Тревога ее, однако, вернулась и многократно умножилась. Этот малый, видно, и в самом деле настоящий колдун! Закинув рюкзак за плечи, Никки отступила назад. Ей хотелось бы знать, есть ли у нее шанс убежать или придется вытащить газовый баллончик в умудриться прыснуть в странного незнакомца, пока он не напал на нее. Но как им пользоваться, этим средством самообороны? Где оно, кстати? Боже милостивый! Она даже не держит его под рукой, не очень-то веря в то, что оно сработает. Почему, в самом деле, она не испытала его хотя бы на соседской собаке? Но как сама она только что сказала индейцу, непредсказуемость раз за разом одерживает верх над всеми доводами рассудка.
— Знаете, мне пора идти, — сказала Никки. — А медальон можете оставить себе. Он прекрасно сочетается с вашей экипировкой.
С этими словами она медленно попятилась, но повернуться к нему спиной и уйти у нее все еще не хватало смелости.
Он стоял в позе мужского высокомерия, скрестив на груди мускулистые руки, и холодно наблюдал за ней.
— Маленькая гусыня собралась бежать? Самое лучшее, если она просто заблудится в лесах и помрет с голоду. Много хуже стать лакомым кусочком для голодного медведя или волка.
— В Огайо давно уже нет ни диких медведей, ни бродячих волков, — ответила она, все еще отступая назад. — Одичавшие собаки да койоты, то еще, куда ни шло, а самое страшное, с чем здесь можно столкнуться, так это с вонючкой скунсом.

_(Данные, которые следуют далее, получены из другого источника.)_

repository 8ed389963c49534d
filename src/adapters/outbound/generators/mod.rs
/// Generator adapters turning raw project files into component lists
mod sbom_json_generator;

pub use sbom_json_generator::{SbomJsonGenerator, SUPPORTED_PROJECT_TYPES};
/// ProgressReporter port for user-facing feedback
///
/// The graph engine never logs; the use case and CLI route every status
/// line through this port so stdout stays reserved for the document.
pub trait ProgressReporter {
    /// Reports a status message
    fn report(&self, message: &str);

    /// Reports progress through a sequence of `total` steps
    ///
    /// # Arguments
    /// * `current` - Steps completed so far
    /// * `total` - Total expected steps
    /// * `message` - Optional message to include
    fn report_progress(&self, current: usize, total: usize, message: Option<&str>);

    /// Reports an error or warning message
    fn report_error(&self, message: &str);

    /// Reports completion of an operation
    fn report_completion(&self, message: &str);
}
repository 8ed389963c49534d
/// Console adapters for user feedback on stderr
mod progress_reporter;

pub use progress_reporter::StderrProgressReporter;
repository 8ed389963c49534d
/// Default document title
pub const DEFAULT_TITLE: &str = "SBOM Dependency Graph";

/// ExportOptions value object controlling what an exported document contains
///
/// Metadata, legend and statistics are on by default; matrix mode is off.
#[derive(Debug, Clone, PartialEq, Eq)]
pub struct ExportOptions {
    pub title: String,
    pub description: String,
    pub include_metadata: bool,
    pub include_legend: bool,
    pub include_statistics: bool,
    pub matrix_mode: bool,
}

impl Default for ExportOptions {
    fn default() -> Self {
        Self {
            title: DEFAULT_TITLE.to_string(),
            description: String::new(),
            include_metadata: true,
            include_legend: true,
            include_statistics: true,
            matrix_mode: false,
        }
    }
}

impl ExportOptions {
    pub fn new() -> Self {
        Self::default()
    }

    pub fn title(mut self, title: impl Into<String>) -> Self {
        self.title = title.into();
        self
    }

    pub fn description(mut self, description: impl Into<String>) -> Self {
        self.description = description.into();
        self
    }

    pub fn include_metadata(mut self, include: bool) -> Self {
        self.include_metadata = include;
        self
    }

    pub fn include_legend(mut self, include: bool) -> Self {
        self.include_legend = include;
        self
    }

    pub fn include_statistics(mut self, include: bool) -> Self {
        self.include_statistics = include;
        self
    }

    pub fn matrix_mode(mut self, enabled: bool) -> Self {
        self.matrix_mode = enabled;
        self
    }
}
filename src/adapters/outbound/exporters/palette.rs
use crate::graph_engine::domain::{ComponentType, RiskLevel};

/// Fill color of a node by component type
pub fn type_color(component_type: ComponentType) -> &'static str {
    match component_type {
        ComponentType::Application => "rgb(16, 185, 129)",
        ComponentType::Library => "rgb(59, 130, 246)",
        ComponentType::Dependency => "rgb(249, 115, 22)",
    }
}

/// Stroke color of a node by risk level
pub fn risk_color(risk_level: RiskLevel) -> &'static str {
    match risk_level {
        RiskLevel::High => "#EF4444",
        RiskLevel::Medium => "#F59E0B",
        RiskLevel::Low => "#10B981",
    }
}

/// Risk color for a raw risk label; anything unrecognized maps to the low color
pub fn risk_color_for(label: &str) -> &'static str {
    label
        .parse::<RiskLevel>()
        .map(risk_color)
        .unwrap_or_else(|_| risk_color(RiskLevel::Low))
}

#[cfg(test)]
mod tests {
    use super::*;

    #[test]
    fn test_type_colors() {
        assert_eq!(type_color(ComponentType::Application), "rgb(16, 185, 129)");
        assert_eq!(type_color(ComponentType::Library), "rgb(59, 130, 246)");
        assert_eq!(type_color(ComponentType::Dependency), "rgb(249, 115, 22)");
    }

    #[test]
    fn test_risk_colors() {
        assert_eq!(risk_color(RiskLevel::High), "#EF4444");
        assert_eq!(risk_color(RiskLevel::Medium), "#F59E0B");
        assert_eq!(risk_color(RiskLevel::Low), "#10B981");
    }

    #[test]
    fn test_risk_color_for_labels() {
        assert_eq!(risk_color_for("HIGH"), "#EF4444");
        assert_eq!(risk_color_for("medium"), "#F59E0B");
        assert_eq!(risk_color_for("critical"), "#10B981");
        assert_eq!(risk_color_for(""), "#10B981");
    }
}
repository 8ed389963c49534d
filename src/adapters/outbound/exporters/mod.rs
/// Exporter adapters for the supported document formats
mod escape;
mod html_exporter;
mod json_exporter;
mod palette;
mod svg;

pub use escape::{escape_html, escape_html_attr};
pub use html_exporter::HtmlExporter;
pub use json_exporter::JsonExporter;
pub use palette::{risk_color, risk_color_for, type_color};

И потом, отсюда совсем недалеко до тропинки, ведущей к выходу из парка, а там множество других посетителей на тот случай, если я столкнусь с какими-нибудь трудностями.
— Да оглянитесь вокруг, Нейаки, — сказал он, вновь произнеся ее имя со странным акцентом. — Разве вы видите или слышите поблизости хоть кого-то, кроме нас двоих? И где тропа, о которой вы говорите? Я ни одной не вижу.
Его слова заставили ее осмотреться, взгляд тревожно обшарил окрестности, слух ничего не уловил. Он прав! Тропа должна проходить прямо перед ней, между старым дубом и мусорной урной. Но теперь даже урна исчезла! А единственные звуки, доносившиеся до ее слуха, кроме сумасшедшего биения собственного сердца, были пение птиц на деревьях и журчание падающих с высоты струй.
— Я… я могла ошибиться, — растерянно пробормотала Никки. — Но то место где-то здесь. Я найду его.
Вновь впадая в панику, она заметалась по поляне, которая и в самом деле показалась ей теперь меньше, чем была прежде. Все еще пребывая в поисках тропы или урны, она обдумывала способ бегства, высматривая, куда бы ей скрыться, и вдруг проворно юркнула в заросли кустарника, лишь бы не оставаться один на один с этим сумасшедшим.
Тощие заросли препятствовали ее продвижению, но она решительно продиралась сквозь них, не обращая внимания на ветки и острые колючки, цеплявшиеся за волосы и царапавшие кожу. Она стремилась к тому месту парка, где пересекалось несколько троп, надеясь встретить других туристов, предпочтительно — нормальных, которые защитят ее от этого психа — актера, или наркомана, или кто он ни будь. Там она сориентируется и быстро доберется до своей машины.
Во время своего весьма шумного бегства она не знала, преследует ли ее этот человек. Пришлось остановиться и оглянуться, но услышала она только собственное задышливое дыхание и возрастающее сердцебиение. Никакого иного движения или звука, и Никки, возблагодарив Небеса, продолжила свой путь, теперь уже медленнее.
Полчаса спустя, утомленная, вспотевшая и отчаянно раздраженная, Никки все еще надеялась наткнуться на одну из множества троп, пересекавших парк. Сучья деревьев, камни, колючки, ползучие растения — все это она видела вокруг в изобилии, но ни единой тропы. После того как она остановилась и обнаружила отсутствие погони, Прошло еще минут пятнадцать, и она попробовала позвать на помощь. Но голос ее охрип, и напряжение глотки оказалось тщетным.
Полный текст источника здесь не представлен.